NECは、物流現場での入出荷作業の生産性を向上させる次世代型の自動搬送ロボット(AGV)を活用したソリューションを開発した。倉庫内の状況をリアルタイムに把握することで、刻々とレイアウトが変化する現場での搬送や人との協調作業を目指す。
このソリューションは、複数ロボットの一括制御に加え、ネットワークの遅延がある場合でも高い制御精度を可能とする。また、同ソリューションに用いる次世代型AGV「協調搬送ロボット」は、多様な形状のユニットロード(カゴ車、平台車などの荷物搬送機器)を人のサポートなしで自動搬送することができる。
2台のロボットが挟み込む形で搬送
倉庫に設置したカメラの映像やセンサー情報を集約し、複数ロボットを一括制御することが可能で、ロボット制御にはNECの「適応遠隔制御技術」を用いて制御精度を向上させている。この技術は、ネットワークで生じる遅延の変動を予測し、その予測結果に基づいて制御する。

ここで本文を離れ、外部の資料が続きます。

pub mod aggregator;
pub mod audit;
pub mod champion_classes;
pub mod pick_ban;
pub mod player;
pub mod rating;
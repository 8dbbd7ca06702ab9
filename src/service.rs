use std::collections::BTreeMap;
use std::sync::Arc;
use std::thread::{self, ScopedJoinHandle};

use indexmap::IndexMap;
use serde::de::DeserializeOwned;
use tracing::debug;

use crate::analysis::aggregator::{
    map_match_history, map_rating_per_match, merge_champion, merge_champions, merge_player,
    merge_players, player_rating_history,
};
use crate::analysis::champion_classes::{champion_class_win_rates, ChampionClass, WinLossRecord};
use crate::analysis::rating::{leaderboard, LeaderboardRow};
use crate::api::client::parse_body;
use crate::api::models::{GlickoData, GlickoPerMatchData, MatchData, StatsData, TrueSkillData};
use crate::api::{Resource, StatsSource, ToxicApiClient};
use crate::cache::QueryCache;
use crate::config::Config;
use crate::error::AppError;
use crate::model::{Champion, GlickoHistoryItem, Match, MmrHistoryItem, Player};

type PlayerInputs = (Arc<StatsData>, Arc<GlickoData>, Arc<TrueSkillData>);

/// Query front door: fetches what each view needs through the caches and
/// hands complete inputs to the aggregation functions. A query either gets
/// every input it asked for or fails as a whole.
pub struct ToxicDataService<S: StatsSource> {
    source: S,
    stats: QueryCache<StatsData>,
    placement: QueryCache<GlickoData>,
    trueskill: QueryCache<TrueSkillData>,
    matches: QueryCache<MatchData>,
    mmr_per_match: QueryCache<Vec<GlickoPerMatchData>>,
}

impl ToxicDataService<ToxicApiClient> {
    pub fn from_config(config: Config) -> Self {
        Self::new(ToxicApiClient::new(config))
    }
}

fn joined<T>(handle: ScopedJoinHandle<'_, Result<T, AppError>>) -> Result<T, AppError> {
    handle
        .join()
        .unwrap_or_else(|_| Err(AppError::HttpError("fetch worker panicked".to_string())))
}

impl<S: StatsSource> ToxicDataService<S> {
    pub fn new(source: S) -> Self {
        ToxicDataService {
            source,
            stats: QueryCache::new(Resource::Stats),
            placement: QueryCache::new(Resource::Placement),
            trueskill: QueryCache::new(Resource::TrueSkill),
            matches: QueryCache::new(Resource::Matches),
            mmr_per_match: QueryCache::new(Resource::MmrPerMatch),
        }
    }

    pub fn source(&self) -> &S {
        &self.source
    }

    fn load<T: DeserializeOwned>(
        &self,
        cache: &QueryCache<T>,
        season: Option<u32>,
    ) -> Result<Arc<T>, AppError> {
        let resource = cache.resource();
        // season 0 is the all-time view, same as no season
        let season = season.filter(|season| *season > 0);
        cache.get_or_fetch(season, || {
            let body = self.source.fetch(resource, season)?;
            parse_body(resource, &body)
        })
    }

    fn load_player_inputs(&self, season: Option<u32>) -> Result<PlayerInputs, AppError> {
        thread::scope(|scope| {
            let stats = scope.spawn(|| self.load(&self.stats, season));
            let rating = scope.spawn(|| self.load(&self.placement, season));
            let secondary = scope.spawn(|| self.load(&self.trueskill, season));

            Ok((joined(stats)?, joined(rating)?, joined(secondary)?))
        })
    }

    fn load_champion_inputs(
        &self,
        season: Option<u32>,
    ) -> Result<(Arc<StatsData>, Vec<Match>), AppError> {
        thread::scope(|scope| {
            let stats = scope.spawn(|| self.load(&self.stats, season));
            let matches = scope.spawn(|| self.load(&self.matches, season));

            let stats = joined(stats)?;
            let matches = joined(matches)?;
            Ok((stats, map_match_history(&matches)))
        })
    }

    pub fn players(&self, season: Option<u32>) -> Result<Vec<Player>, AppError> {
        let (stats, rating, secondary) = self.load_player_inputs(season)?;
        let players = merge_players(&stats, &rating, &secondary);
        debug!(count = players.len(), ?season, "merged players");
        Ok(players)
    }

    pub fn player(&self, name: &str, season: Option<u32>) -> Result<Option<Player>, AppError> {
        let (stats, rating, secondary) = self.load_player_inputs(season)?;
        Ok(merge_player(name, &stats, &rating, &secondary))
    }

    pub fn champions(&self, season: Option<u32>) -> Result<BTreeMap<String, Champion>, AppError> {
        let (stats, matches) = self.load_champion_inputs(season)?;
        Ok(merge_champions(&stats, &matches))
    }

    pub fn champion(&self, name: &str, season: Option<u32>) -> Result<Option<Champion>, AppError> {
        let (stats, matches) = self.load_champion_inputs(season)?;
        Ok(merge_champion(name, &stats, &matches))
    }

    pub fn match_history(&self, season: Option<u32>) -> Result<Vec<Match>, AppError> {
        let data = self.load(&self.matches, season)?;
        Ok(map_match_history(&data))
    }

    pub fn find_match(&self, id: &str, season: Option<u32>) -> Result<Option<Match>, AppError> {
        Ok(self
            .match_history(season)?
            .into_iter()
            .find(|m| m.id == id))
    }

    pub fn rating_history(&self, season: Option<u32>) -> Result<Vec<GlickoHistoryItem>, AppError> {
        let data = self.load(&self.mmr_per_match, season)?;
        Ok(map_rating_per_match(&data))
    }

    pub fn player_rating_history(
        &self,
        season: Option<u32>,
    ) -> Result<BTreeMap<String, Vec<MmrHistoryItem>>, AppError> {
        Ok(player_rating_history(&self.rating_history(season)?))
    }

    pub fn leaderboard(&self, season: Option<u32>) -> Result<Vec<LeaderboardRow>, AppError> {
        let (players, history) = thread::scope(|scope| {
            let history = scope.spawn(|| self.player_rating_history(season));
            let players = self.players(season)?;
            Ok::<_, AppError>((players, joined(history)?))
        })?;

        Ok(leaderboard(&players, &history))
    }

    pub fn player_class_win_rates(
        &self,
        name: &str,
        season: Option<u32>,
    ) -> Result<Option<IndexMap<ChampionClass, WinLossRecord>>, AppError> {
        Ok(self
            .player(name, season)?
            .map(|player| champion_class_win_rates(player.champions.values())))
    }
}
use crate::config::Config;
use crate::error::AppError;
use serde::de::DeserializeOwned;
use tracing::debug;

use super::endpoints::Resource;

/// Anything that can hand back the raw JSON body of a stats resource.
pub trait StatsSource: Sync {
    fn fetch(&self, resource: Resource, season: Option<u32>) -> Result<String, AppError>;
}

pub struct ToxicApiClient {
    config: Config,
    agent: ureq::Agent,
}

impl ToxicApiClient {
    pub fn new(config: Config) -> Self {
        let agent = ureq::AgentBuilder::new()
            .user_agent(&config.user_agent)
            .build();
        ToxicApiClient { config, agent }
    }

    pub fn config(&self) -> &Config {
        &self.config
    }

    fn execute_request(&self, url: &str) -> Result<String, AppError> {
        // No retries: a failed request surfaces straight to the caller.
        let response = self
            .agent
            .get(url)
            .set("Accept", "application/json")
            .call();

        match response {
            Ok(resp) => resp
                .into_string()
                .map_err(|e| AppError::HttpError(e.to_string())),
            Err(ureq::Error::Status(code, _)) => Err(AppError::HttpError(format!(
                "{} returned status {}",
                url, code
            ))),
            Err(e) => Err(AppError::HttpError(e.to_string())),
        }
    }

    pub fn get<T: DeserializeOwned>(
        &self,
        resource: Resource,
        season: Option<u32>,
    ) -> Result<T, AppError> {
        let body = self.fetch(resource, season)?;
        parse_body(resource, &body)
    }
}

impl StatsSource for ToxicApiClient {
    fn fetch(&self, resource: Resource, season: Option<u32>) -> Result<String, AppError> {
        let url = resource.url(&self.config.api_url, season);
        debug!(%url, "GET");
        self.execute_request(&url)
    }
}

pub fn parse_body<T: DeserializeOwned>(resource: Resource, body: &str) -> Result<T, AppError> {
    serde_json::from_str(body)
        .map_err(|e| AppError::JsonError(format!("/{} payload: {}", resource, e)))
}
//! Per-player metric passes over the shared tick store.
//!
//! Each pass is a pure function of `&TickStore`, the config and a player id.
//! None of them mutate shared state, so players can be analyzed in parallel.

pub mod consistency;
pub mod fov;
pub mod reaction;
pub mod scoring;
pub mod snap;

従来のAGVは、ユニットロードを搬送するために、ユニットロードをAGVに載せる、あるいは治具によって掴むことなどが必要となる。そのためユニットロードの形が変化すると、新たな治具の開発や、AGV形状に合わせたユニットロードの開発などが求められた。しかし同ソリューションで活用する協調搬送ロボットは、自在輪が付いているユニットロードを人のサポートなしで2台のロボットで挟み込む形で保持し、搬送指示画面からあらかじめ設定した留置位置まで搬送・留置することができる。
今後は、道迷い回避や障害物回避などインテリジェンス機能も搭載する予定だという。NECでは同ソリューションの商用化に向け、物流会社などと実証実験を行い、2022年3月までに商用化を目指す。